I have been looking at AJEER (http://sourceforge.net/projects/ajeer) and
what the AspectJ team (http://eclipse.org/aspectj/) are currently calling
AOSGi to compare the two approaches to supporting AspectJ load-time weaving
(http://www.eclipse.org/aspectj/doc/next/adk15notebook/ltw.html) in the
OSGi/Eclipse environment. Both approaches enhance class loading at the OSGi
level (by replacing the Framework Adaptor) to facilitate byte-code
modification and allow aspects to be treated as first class entities in an
Eclipse environment. However they differ greatly in the way that aspects
are declared and how the set of bundles affected is determined. The goal of
this analysis is to develop a single implementation of AspectJ LTW in
Eclipse/OSGi.

Independently of the Eclipse/OSGi environment AspectJ offers two different
models for applying aspects. Using the "opt-in" model an application
developer writes their own aspect or customizes one provided in a libarary
through the implementation of a concrete sub-aspect or using Java 5
annotations. The co-opt model allows someone other than the application
developer to write a concrete aspect that implements a platform-specific
integration feature or a problem diagnosis capability, package it in a
bundle and affect applications in the system without requiring them to be
modified in any way. Both models are supported by AspectJ load-time
weaving. Both models are applicable to the OSGi environment where an
application is represented by one or more bundles.
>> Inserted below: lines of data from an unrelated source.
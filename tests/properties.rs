use biodivine_lib_smt::{Config, ErrorCode, Session, SolverError, Status, Term, Type};
use proptest::prelude::*;

/// Every option accepted by a configuration, each with all of its valid values.
const OPTIONS: &[(&str, &[&str])] = &[
    (
        "mode",
        &["one-shot", "multi-check", "push-pop", "interactive"],
    ),
    ("solver-type", &["dpllt", "mcsat"]),
    ("uf-solver", &["default", "none"]),
    ("bv-solver", &["default", "none"]),
    ("array-solver", &["default", "none"]),
    ("arith-solver", &["default", "none", "simplex", "ifw", "rfw"]),
    (
        "arith-fragment",
        &["IDL", "RDL", "LRA", "LIA", "LIRA", "NRA", "NIA", "NIRA"],
    ),
];

fn valid_pair() -> impl Strategy<Value = (&'static str, &'static str)> {
    (0..OPTIONS.len()).prop_flat_map(|option| {
        let (name, values) = OPTIONS[option];
        (Just(name), proptest::sample::select(values.to_vec()))
    })
}

proptest! {
    #![proptest_config(ProptestConfig::with_cases(64))]

    #[test]
    fn pop_fails_exactly_at_depth_zero(ops in proptest::collection::vec(any::<bool>(), 0..24)) {
        let mut session = Session::new().unwrap();
        let mut depth = 0usize;
        for push in ops {
            if push {
                session.push().unwrap();
                depth += 1;
            } else {
                let result = session.pop();
                if depth == 0 {
                    let error = result.unwrap_err();
                    prop_assert!(matches!(error, SolverError::Scope(_)));
                } else {
                    prop_assert!(result.is_ok());
                    depth -= 1;
                }
            }
        }
        // A failed pop leaves the session usable.
        let p = Term::new_uninterpreted(Type::bool()).unwrap();
        session.assert_formula(p).unwrap();
        prop_assert_eq!(session.check().unwrap(), Status::Sat);
        for _ in 0..depth {
            session.pop().unwrap();
        }
        prop_assert!(session.pop().is_err());
    }

    #[test]
    fn repeated_close_behaves_like_one_close(closes in 1usize..6) {
        let mut session = Session::new().unwrap();
        let mut config = Config::new().unwrap();
        for _ in 0..closes {
            session.close();
            config.close();
        }
        prop_assert!(session.handle().is_closed());
        prop_assert!(matches!(session.push(), Err(SolverError::ResourceClosed(_))));
        prop_assert!(matches!(session.check(), Err(SolverError::ResourceClosed(_))));
        prop_assert!(matches!(
            config.set("mode", "push-pop"),
            Err(SolverError::ResourceClosed(_))
        ));
    }

    #[test]
    fn single_valid_setting_builds_a_session((name, value) in valid_pair()) {
        let mut config = Config::new().unwrap();
        config.set(name, value).unwrap();
        let session = Session::from_config(config);
        prop_assert!(session.is_ok(), "{} = {}: {:?}", name, value, session.err());
    }

    #[test]
    fn rejected_settings_keep_the_config_usable(
        name in "[a-z]{1,12}",
        value in "[a-z]{1,12}",
    ) {
        let mut config = Config::new().unwrap();
        let known = OPTIONS.iter().find(|(option, _)| *option == name.as_str());
        let valid = known.map(|(_, values)| values.contains(&value.as_str()));
        match valid {
            Some(true) => prop_assert!(config.set(&name, &value).is_ok()),
            Some(false) => {
                let error = config.set(&name, &value).unwrap_err();
                prop_assert_eq!(error.code(), Some(ErrorCode::InvalidConfigValue));
            }
            None => {
                let error = config.set(&name, &value).unwrap_err();
                prop_assert_eq!(error.code(), Some(ErrorCode::InvalidConfigName));
            }
        }
        config.set("mode", "one-shot").unwrap();
        prop_assert!(Session::from_config(config).is_ok());
    }
}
The AJEER project offers a very simple approach to declaring aspects using
the Eclipse plug-in mechanism. One or more aspects are packaged in a bundle
and declared through an extension point provided by the weaving mechanism.
Essentially it offers a global co-op model with target classes determined
by pointcuts only. It doesn't exploit AspectJ 5 LTW configuration through
aop.xml files because it predates that mechanism.

AOSGi is designed to be a natural extension to both AspectJ LTW and OSGi.
It uses AspectJ 5 aop.xml files to declare aspects and the OSGi component
model to determine the scope of any weaving. Just like AJEER aspects can be
first class entities packaged in bundle fragment or library bundles. AOSGi
supports both the co-opt and opt-in models with the latter using proposed
extensions to the current bundle manifest headers. A draft specification
that describes this in more detail is attached.

I think the approaches are complementary and we should try to support both
using a single weaving runtime. This runtime will intercept class loading
for each plug-in, determine which aspects are declared to affect the
plug-in and call AspectJ to perform the necessary weaving. A optional
byte-code caching service should also be provided. We need to discuss how
to plug the different configuration mechanisms into a single weaving
runtime, possible using a OSGI service. The same applies to the byte-code
caching. Enhancments to the existing AspectJ WeavingAdaptor will be
required to override the use of aop.xml files.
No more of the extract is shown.